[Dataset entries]
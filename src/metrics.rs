//! Body metrics derived from a single landmark frame
//!
//! Distance metrics are measured on the screen plane in normalized
//! coordinates and converted to centimetres with the shoulder-width ruler
//! (see [`crate::geometry::to_physical_cm`]). Angle metrics come straight
//! from the geometry engine.
//!
//! Every metric is gated on landmark visibility: a hidden input makes the
//! metric `None` for that frame, which the smoother then bridges.

use serde::{Deserialize, Serialize};
use std::fmt;

use crate::error::ConfigError;
use crate::geometry::{self, Point3D};
use crate::landmarks::{LandmarkFrame, LandmarkIndex, DEFAULT_VISIBILITY_THRESHOLD};

/// Named scalar measurements; the unit of calibration, smoothing and scoring
#[derive(Debug, Clone, Copy, PartialEq, Eq, Hash, PartialOrd, Ord, Serialize, Deserialize)]
#[serde(rename_all = "snake_case")]
pub enum Metric {
    /// Horizontal ear-to-shoulder offset (cm)
    ForwardHead,
    /// Height difference between the shoulders (cm)
    ShoulderTilt,
    /// Height difference between the hips (cm)
    PelvisTilt,
    /// Hip–knee–ankle angle (degrees)
    KneeAngle,
    /// Shoulder–hip segment lean from vertical (degrees)
    TrunkTilt,
}

impl Metric {
    pub const ALL: [Metric; 5] = [
        Metric::ForwardHead,
        Metric::ShoulderTilt,
        Metric::PelvisTilt,
        Metric::KneeAngle,
        Metric::TrunkTilt,
    ];

    /// Stable key used for smoothing state and reports
    pub fn key(self) -> &'static str {
        match self {
            Metric::ForwardHead => "forward_head",
            Metric::ShoulderTilt => "shoulder_tilt",
            Metric::PelvisTilt => "pelvis_tilt",
            Metric::KneeAngle => "knee_angle",
            Metric::TrunkTilt => "trunk_tilt",
        }
    }

    pub fn label(self) -> &'static str {
        match self {
            Metric::ForwardHead => "Forward head",
            Metric::ShoulderTilt => "Shoulder height difference",
            Metric::PelvisTilt => "Pelvis height difference",
            Metric::KneeAngle => "Knee angle",
            Metric::TrunkTilt => "Trunk tilt",
        }
    }

    pub fn unit(self) -> &'static str {
        match self {
            Metric::ForwardHead | Metric::ShoulderTilt | Metric::PelvisTilt => "cm",
            Metric::KneeAngle | Metric::TrunkTilt => "°",
        }
    }
}

impl fmt::Display for Metric {
    fn fmt(&self, f: &mut fmt::Formatter<'_>) -> fmt::Result {
        write!(f, "{}", self.key())
    }
}

/// Visibility gate and physical scaling
#[derive(Debug, Clone, PartialEq, Serialize, Deserialize)]
#[serde(default)]
pub struct MetricsConfig {
    /// Landmarks below this confidence are ignored
    pub visibility_threshold: f64,

    /// Population-average shoulder width used as the physical ruler
    pub reference_shoulder_width_cm: f64,

    /// Include landmark depth in joint angles and in the shoulder-width
    /// ruler. Off by default: depth from a single camera is a noisy estimate
    /// and skews screen-plane angles.
    pub use_depth: bool,
}

impl Default for MetricsConfig {
    fn default() -> Self {
        Self {
            visibility_threshold: DEFAULT_VISIBILITY_THRESHOLD,
            reference_shoulder_width_cm: 40.0,
            use_depth: false,
        }
    }
}

impl MetricsConfig {
    pub fn validate(&self) -> Result<(), ConfigError> {
        if !(0.0..=1.0).contains(&self.visibility_threshold) {
            return Err(ConfigError::invalid(
                "metrics.visibility_threshold",
                self.visibility_threshold,
                "must be within [0, 1]",
            ));
        }
        if self.reference_shoulder_width_cm <= 0.0 {
            return Err(ConfigError::invalid(
                "metrics.reference_shoulder_width_cm",
                self.reference_shoulder_width_cm,
                "must be positive",
            ));
        }
        Ok(())
    }
}

/// Per-frame metric readings; `None` where inputs were not visible
#[derive(Debug, Clone, Copy, Default, PartialEq, Serialize, Deserialize)]
pub struct BodyMetrics {
    pub forward_head: Option<f64>,
    pub shoulder_tilt: Option<f64>,
    pub pelvis_tilt: Option<f64>,
    pub knee_angle: Option<f64>,
    pub trunk_tilt: Option<f64>,
}

impl BodyMetrics {
    /// Measure every metric the frame supports
    pub fn from_frame(frame: &LandmarkFrame, config: &MetricsConfig) -> Self {
        let view = FrameView::new(frame, config);
        let ruler = view.shoulder_width();
        let to_cm = |normalized: f64| {
            ruler.and_then(|width| {
                geometry::to_physical_cm(normalized, width, config.reference_shoulder_width_cm)
            })
        };

        let shoulders = view.pair(LandmarkIndex::LeftShoulder, LandmarkIndex::RightShoulder);
        let hips = view.pair(LandmarkIndex::LeftHip, LandmarkIndex::RightHip);

        let forward_head = view.head_anchor().and_then(|head| {
            let (l, r) = shoulders?;
            to_cm((head.x - geometry::midpoint(&l, &r).x).abs())
        });

        let shoulder_tilt = shoulders.and_then(|(l, r)| to_cm((l.y - r.y).abs()));
        let pelvis_tilt = hips.and_then(|(l, r)| to_cm((l.y - r.y).abs()));

        let knee_angles: Vec<f64> = [
            view.angle(LandmarkIndex::LeftHip, LandmarkIndex::LeftKnee, LandmarkIndex::LeftAnkle),
            view.angle(LandmarkIndex::RightHip, LandmarkIndex::RightKnee, LandmarkIndex::RightAnkle),
        ]
        .into_iter()
        .flatten()
        .collect();
        let knee_angle = if knee_angles.is_empty() {
            None
        } else {
            Some(geometry::round1(knee_angles.iter().sum::<f64>() / knee_angles.len() as f64))
        };

        let trunk_tilt = match (shoulders, hips) {
            (Some((ls, rs)), Some((lh, rh))) => Some(geometry::trunk_tilt(
                &geometry::midpoint(&ls, &rs),
                &geometry::midpoint(&lh, &rh),
            )),
            _ => None,
        };

        Self {
            forward_head,
            shoulder_tilt,
            pelvis_tilt,
            knee_angle,
            trunk_tilt,
        }
    }

    pub fn get(&self, metric: Metric) -> Option<f64> {
        match metric {
            Metric::ForwardHead => self.forward_head,
            Metric::ShoulderTilt => self.shoulder_tilt,
            Metric::PelvisTilt => self.pelvis_tilt,
            Metric::KneeAngle => self.knee_angle,
            Metric::TrunkTilt => self.trunk_tilt,
        }
    }

    pub fn set(&mut self, metric: Metric, value: Option<f64>) {
        match metric {
            Metric::ForwardHead => self.forward_head = value,
            Metric::ShoulderTilt => self.shoulder_tilt = value,
            Metric::PelvisTilt => self.pelvis_tilt = value,
            Metric::KneeAngle => self.knee_angle = value,
            Metric::TrunkTilt => self.trunk_tilt = value,
        }
    }
}

/// Joint angles consumed by pose predicates and the asymmetry analyzer
#[derive(Debug, Clone, Copy, PartialEq, Eq, Hash, Serialize, Deserialize)]
#[serde(rename_all = "snake_case")]
pub enum JointAngleKind {
    Trunk,
    HipLeft,
    HipRight,
    KneeLeft,
    KneeRight,
    ShoulderLeft,
    ShoulderRight,
    ElbowLeft,
    ElbowRight,
}

impl JointAngleKind {
    pub const ALL: [JointAngleKind; 9] = [
        JointAngleKind::Trunk,
        JointAngleKind::HipLeft,
        JointAngleKind::HipRight,
        JointAngleKind::KneeLeft,
        JointAngleKind::KneeRight,
        JointAngleKind::ShoulderLeft,
        JointAngleKind::ShoulderRight,
        JointAngleKind::ElbowLeft,
        JointAngleKind::ElbowRight,
    ];

    pub fn key(self) -> &'static str {
        match self {
            JointAngleKind::Trunk => "trunk",
            JointAngleKind::HipLeft => "hip_left",
            JointAngleKind::HipRight => "hip_right",
            JointAngleKind::KneeLeft => "knee_left",
            JointAngleKind::KneeRight => "knee_right",
            JointAngleKind::ShoulderLeft => "shoulder_left",
            JointAngleKind::ShoulderRight => "shoulder_right",
            JointAngleKind::ElbowLeft => "elbow_left",
            JointAngleKind::ElbowRight => "elbow_right",
        }
    }
}

/// Snapshot of joint angles in degrees.
///
/// An angle whose landmarks were hidden reads 0, the neutral value; callers
/// that need to tell hidden from measured use [`JointAngles::from_frame_checked`].
#[derive(Debug, Clone, Copy, Default, PartialEq, Serialize, Deserialize)]
pub struct JointAngles {
    /// Lean of the torso from vertical
    pub trunk: f64,
    /// Shoulder–hip–knee
    pub hip_left: f64,
    pub hip_right: f64,
    /// Hip–knee–ankle
    pub knee_left: f64,
    pub knee_right: f64,
    /// Elbow–shoulder–hip
    pub shoulder_left: f64,
    pub shoulder_right: f64,
    /// Shoulder–elbow–wrist
    pub elbow_left: f64,
    pub elbow_right: f64,
}

impl JointAngles {
    pub fn from_frame(frame: &LandmarkFrame, config: &MetricsConfig) -> Self {
        let mut angles = JointAngles::default();
        for (kind, value) in Self::from_frame_checked(frame, config) {
            angles.set(kind, value.unwrap_or(0.0));
        }
        angles
    }

    /// Every joint angle, `None` where an input landmark was hidden
    pub fn from_frame_checked(
        frame: &LandmarkFrame,
        config: &MetricsConfig,
    ) -> Vec<(JointAngleKind, Option<f64>)> {
        use LandmarkIndex as L;
        let view = FrameView::new(frame, config);

        JointAngleKind::ALL
            .iter()
            .map(|&kind| {
                let value = match kind {
                    JointAngleKind::Trunk => view.trunk_tilt(),
                    JointAngleKind::HipLeft => view.angle(L::LeftShoulder, L::LeftHip, L::LeftKnee),
                    JointAngleKind::HipRight => {
                        view.angle(L::RightShoulder, L::RightHip, L::RightKnee)
                    }
                    JointAngleKind::KneeLeft => view.angle(L::LeftHip, L::LeftKnee, L::LeftAnkle),
                    JointAngleKind::KneeRight => {
                        view.angle(L::RightHip, L::RightKnee, L::RightAnkle)
                    }
                    JointAngleKind::ShoulderLeft => {
                        view.angle(L::LeftElbow, L::LeftShoulder, L::LeftHip)
                    }
                    JointAngleKind::ShoulderRight => {
                        view.angle(L::RightElbow, L::RightShoulder, L::RightHip)
                    }
                    JointAngleKind::ElbowLeft => {
                        view.angle(L::LeftShoulder, L::LeftElbow, L::LeftWrist)
                    }
                    JointAngleKind::ElbowRight => {
                        view.angle(L::RightShoulder, L::RightElbow, L::RightWrist)
                    }
                };
                (kind, value)
            })
            .collect()
    }

    pub fn get(&self, kind: JointAngleKind) -> f64 {
        match kind {
            JointAngleKind::Trunk => self.trunk,
            JointAngleKind::HipLeft => self.hip_left,
            JointAngleKind::HipRight => self.hip_right,
            JointAngleKind::KneeLeft => self.knee_left,
            JointAngleKind::KneeRight => self.knee_right,
            JointAngleKind::ShoulderLeft => self.shoulder_left,
            JointAngleKind::ShoulderRight => self.shoulder_right,
            JointAngleKind::ElbowLeft => self.elbow_left,
            JointAngleKind::ElbowRight => self.elbow_right,
        }
    }

    pub fn set(&mut self, kind: JointAngleKind, value: f64) {
        match kind {
            JointAngleKind::Trunk => self.trunk = value,
            JointAngleKind::HipLeft => self.hip_left = value,
            JointAngleKind::HipRight => self.hip_right = value,
            JointAngleKind::KneeLeft => self.knee_left = value,
            JointAngleKind::KneeRight => self.knee_right = value,
            JointAngleKind::ShoulderLeft => self.shoulder_left = value,
            JointAngleKind::ShoulderRight => self.shoulder_right = value,
            JointAngleKind::ElbowLeft => self.elbow_left = value,
            JointAngleKind::ElbowRight => self.elbow_right = value,
        }
    }
}

/// Visibility-gated access to a frame
struct FrameView<'a> {
    frame: &'a LandmarkFrame,
    threshold: f64,
    use_depth: bool,
}

impl<'a> FrameView<'a> {
    fn new(frame: &'a LandmarkFrame, config: &MetricsConfig) -> Self {
        Self {
            frame,
            threshold: config.visibility_threshold,
            use_depth: config.use_depth,
        }
    }

    fn point(&self, index: LandmarkIndex) -> Option<Point3D> {
        self.frame.visible_point(index, self.threshold)
    }

    fn pair(&self, left: LandmarkIndex, right: LandmarkIndex) -> Option<(Point3D, Point3D)> {
        Some((self.point(left)?, self.point(right)?))
    }

    fn angle(&self, a: LandmarkIndex, b: LandmarkIndex, c: LandmarkIndex) -> Option<f64> {
        let (a, b, c) = (self.point(a)?, self.point(b)?, self.point(c)?);
        if self.use_depth {
            geometry::angle_at_vertex_checked(&a, &b, &c)
        } else {
            geometry::angle_at_vertex_2d_checked(&a, &b, &c)
        }
    }

    /// With depth, a body turned away from the camera keeps its true width
    fn shoulder_width(&self) -> Option<f64> {
        let (l, r) = self.pair(LandmarkIndex::LeftShoulder, LandmarkIndex::RightShoulder)?;
        if self.use_depth {
            Some(geometry::distance_3d(&l, &r))
        } else {
            Some(geometry::distance_2d(&l, &r))
        }
    }

    /// Ear midpoint, or the nose when the ears are hidden
    fn head_anchor(&self) -> Option<Point3D> {
        match self.pair(LandmarkIndex::LeftEar, LandmarkIndex::RightEar) {
            Some((l, r)) => Some(geometry::midpoint(&l, &r)),
            None => self.point(LandmarkIndex::Nose),
        }
    }

    fn trunk_tilt(&self) -> Option<f64> {
        let (ls, rs) = self.pair(LandmarkIndex::LeftShoulder, LandmarkIndex::RightShoulder)?;
        let (lh, rh) = self.pair(LandmarkIndex::LeftHip, LandmarkIndex::RightHip)?;
        Some(geometry::trunk_tilt(
            &geometry::midpoint(&ls, &rs),
            &geometry::midpoint(&lh, &rh),
        ))
    }
}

[EXERCISE DESCRIPTION] Only one number is expected: the count of lines above that contain the string "RightHip".

[RESPONSE TO THIS EXERCISE] 6